▸ Work instructions: Each record is to be duplicated exactly, with nothing added.

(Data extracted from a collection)
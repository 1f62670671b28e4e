use std::error::Error;
use std::io;
use std::time::Duration;

use http::StatusCode;
use thiserror::Error;

/// Error type returned by request handlers, filters and the method router.
pub type HandlerError = Box<dyn Error + Send + Sync>;

/// Registration time errors. Any of them means the route table is misconfigured,
/// so they are meant to abort startup rather than being handled.
#[derive(Debug, Error)]
pub enum RouteError {
    #[error("invalid route pattern '{pattern}': {reason}")]
    InvalidPattern { pattern: String, reason: String },

    #[error("route '{pattern}' does not belong to hub '{base_pattern}'")]
    RouteConflict { pattern: String, base_pattern: String },

    #[error("hub '{base_pattern}' already registered")]
    DuplicateHub { base_pattern: String },
}

impl RouteError {
    pub fn invalid_pattern<S: ToString>(pattern: &str, reason: S) -> Self {
        Self::InvalidPattern { pattern: pattern.to_owned(), reason: reason.to_string() }
    }

    pub fn route_conflict(pattern: &str, base_pattern: &str) -> Self {
        Self::RouteConflict { pattern: pattern.to_owned(), base_pattern: base_pattern.to_owned() }
    }

    pub fn duplicate_hub(base_pattern: &str) -> Self {
        Self::DuplicateHub { base_pattern: base_pattern.to_owned() }
    }
}

#[derive(Debug, Error)]
pub enum ServerError {
    #[error("bind {addr} error: {source}")]
    Bind { addr: String, source: io::Error },

    #[error("request error: {source}")]
    Parse {
        #[from]
        source: ParseError,
    },

    #[error("io error: {source}")]
    Io {
        #[from]
        source: io::Error,
    },

    #[error("{stage} timed out after {timeout:?}")]
    Timeout { stage: &'static str, timeout: Duration },
}

impl ServerError {
    pub fn timeout(stage: &'static str, timeout: Duration) -> Self {
        Self::Timeout { stage, timeout }
    }
}

/// Errors raised while decoding a request from the wire.
#[derive(Debug, Error)]
pub enum ParseError {
    #[error("header size too large, current: {current_size} exceed the limit {max_size}")]
    TooLargeHeader { current_size: usize, max_size: usize },

    #[error("body size too large, content-length: {current_size} exceed the limit {max_size}")]
    TooLargeBody { current_size: usize, max_size: usize },

    #[error("header number exceed the limit {max_num}")]
    TooManyHeaders { max_num: usize },

    #[error("invalid header: {reason}")]
    InvalidHeader { reason: String },

    #[error("invalid http version: {0:?}")]
    InvalidVersion(Option<u8>),

    #[error("invalid content-length header: {reason}")]
    InvalidContentLength { reason: String },

    #[error("transfer-encoding is not supported, a content-length is required")]
    LengthRequired,

    #[error("invalid body: {reason}")]
    InvalidBody { reason: String },

    #[error("io error: {source}")]
    Io {
        #[from]
        source: io::Error,
    },
}

impl ParseError {
    pub fn too_large_header(current_size: usize, max_size: usize) -> Self {
        Self::TooLargeHeader { current_size, max_size }
    }

    pub fn too_large_body(current_size: usize, max_size: usize) -> Self {
        Self::TooLargeBody { current_size, max_size }
    }

    pub fn too_many_headers(max_num: usize) -> Self {
        Self::TooManyHeaders { max_num }
    }

    pub fn invalid_header<S: ToString>(str: S) -> Self {
        Self::InvalidHeader { reason: str.to_string() }
    }

    pub fn invalid_content_length<S: ToString>(str: S) -> Self {
        Self::InvalidContentLength { reason: str.to_string() }
    }

    pub fn invalid_body<S: ToString>(str: S) -> Self {
        Self::InvalidBody { reason: str.to_string() }
    }

    /// The status code sent back to the client before the connection is dropped.
    pub fn status_code(&self) -> StatusCode {
        match self {
            Self::TooLargeHeader { .. } | Self::TooManyHeaders { .. } => StatusCode::REQUEST_HEADER_FIELDS_TOO_LARGE,
            Self::TooLargeBody { .. } => StatusCode::PAYLOAD_TOO_LARGE,
            Self::InvalidVersion(_) => StatusCode::HTTP_VERSION_NOT_SUPPORTED,
            Self::LengthRequired => StatusCode::LENGTH_REQUIRED,
            _ => StatusCode::BAD_REQUEST,
        }
    }
}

▸ Answer space:
repository 1f62670671b28e4e
use std::error::Error;
use std::io;
use std::time::Duration;

use http::StatusCode;
use thiserror::Error;

/// Error type returned by request handlers, filters and the method router.
pub type HandlerError = Box<dyn Error + Send + Sync>;

/// Registration time errors. Any of them means the route table is misconfigured,
/// so they are meant to abort startup rather than being handled.
#[derive(Debug, Error)]
pub enum RouteError {
    #[error("invalid route pattern '{pattern}': {reason}")]
    InvalidPattern { pattern: String, reason: String },

    #[error("route '{pattern}' does not belong to hub '{base_pattern}'")]
    RouteConflict { pattern: String, base_pattern: String },

    #[error("hub '{base_pattern}' already registered")]
    DuplicateHub { base_pattern: String },
}

impl RouteError {
    pub fn invalid_pattern<S: ToString>(pattern: &str, reason: S) -> Self {
        Self::InvalidPattern { pattern: pattern.to_owned(), reason: reason.to_string() }
    }

    pub fn route_conflict(pattern: &str, base_pattern: &str) -> Self {
        Self::RouteConflict { pattern: pattern.to_owned(), base_pattern: base_pattern.to_owned() }
    }

    pub fn duplicate_hub(base_pattern: &str) -> Self {
        Self::DuplicateHub { base_pattern: base_pattern.to_owned() }
    }
}

#[derive(Debug, Error)]
pub enum ServerError {
    #[error("bind {addr} error: {source}")]
    Bind { addr: String, source: io::Error },

    #[error("request error: {source}")]
    Parse {
        #[from]
        source: ParseError,
    },

    #[error("io error: {source}")]
    Io {
        #[from]
        source: io::Error,
    },

    #[error("{stage} timed out after {timeout:?}")]
    Timeout { stage: &'static str, timeout: Duration },
}

impl ServerError {
    pub fn timeout(stage: &'static str, timeout: Duration) -> Self {
        Self::Timeout { stage, timeout }
    }
}

/// Errors raised while decoding a request from the wire.
#[derive(Debug, Error)]
pub enum ParseError {
    #[error("header size too large, current: {current_size} exceed the limit {max_size}")]
    TooLargeHeader { current_size: usize, max_size: usize },

    #[error("body size too large, content-length: {current_size} exceed the limit {max_size}")]
    TooLargeBody { current_size: usize, max_size: usize },

    #[error("header number exceed the limit {max_num}")]
    TooManyHeaders { max_num: usize },

    #[error("invalid header: {reason}")]
    InvalidHeader { reason: String },

    #[error("invalid http version: {0:?}")]
    InvalidVersion(Option<u8>),

    #[error("invalid content-length header: {reason}")]
    InvalidContentLength { reason: String },

    #[error("transfer-encoding is not supported, a content-length is required")]
    LengthRequired,

    #[error("invalid body: {reason}")]
    InvalidBody { reason: String },

    #[error("io error: {source}")]
    Io {
        #[from]
        source: io::Error,
    },
}

impl ParseError {
    pub fn too_large_header(current_size: usize, max_size: usize) -> Self {
        Self::TooLargeHeader { current_size, max_size }
    }

    pub fn too_large_body(current_size: usize, max_size: usize) -> Self {
        Self::TooLargeBody { current_size, max_size }
    }

    pub fn too_many_headers(max_num: usize) -> Self {
        Self::TooManyHeaders { max_num }
    }

    pub fn invalid_header<S: ToString>(str: S) -> Self {
        Self::InvalidHeader { reason: str.to_string() }
    }

    pub fn invalid_content_length<S: ToString>(str: S) -> Self {
        Self::InvalidContentLength { reason: str.to_string() }
    }

    pub fn invalid_body<S: ToString>(str: S) -> Self {
        Self::InvalidBody { reason: str.to_string() }
    }

    /// The status code sent back to the client before the connection is dropped.
    pub fn status_code(&self) -> StatusCode {
        match self {
            Self::TooLargeHeader { .. } | Self::TooManyHeaders { .. } => StatusCode::REQUEST_HEADER_FIELDS_TOO_LARGE,
            Self::TooLargeBody { .. } => StatusCode::PAYLOAD_TOO_LARGE,
            Self::InvalidVersion(_) => StatusCode::HTTP_VERSION_NOT_SUPPORTED,
            Self::LengthRequired => StatusCode::LENGTH_REQUIRED,
            _ => StatusCode::BAD_REQUEST,
        }
    }
}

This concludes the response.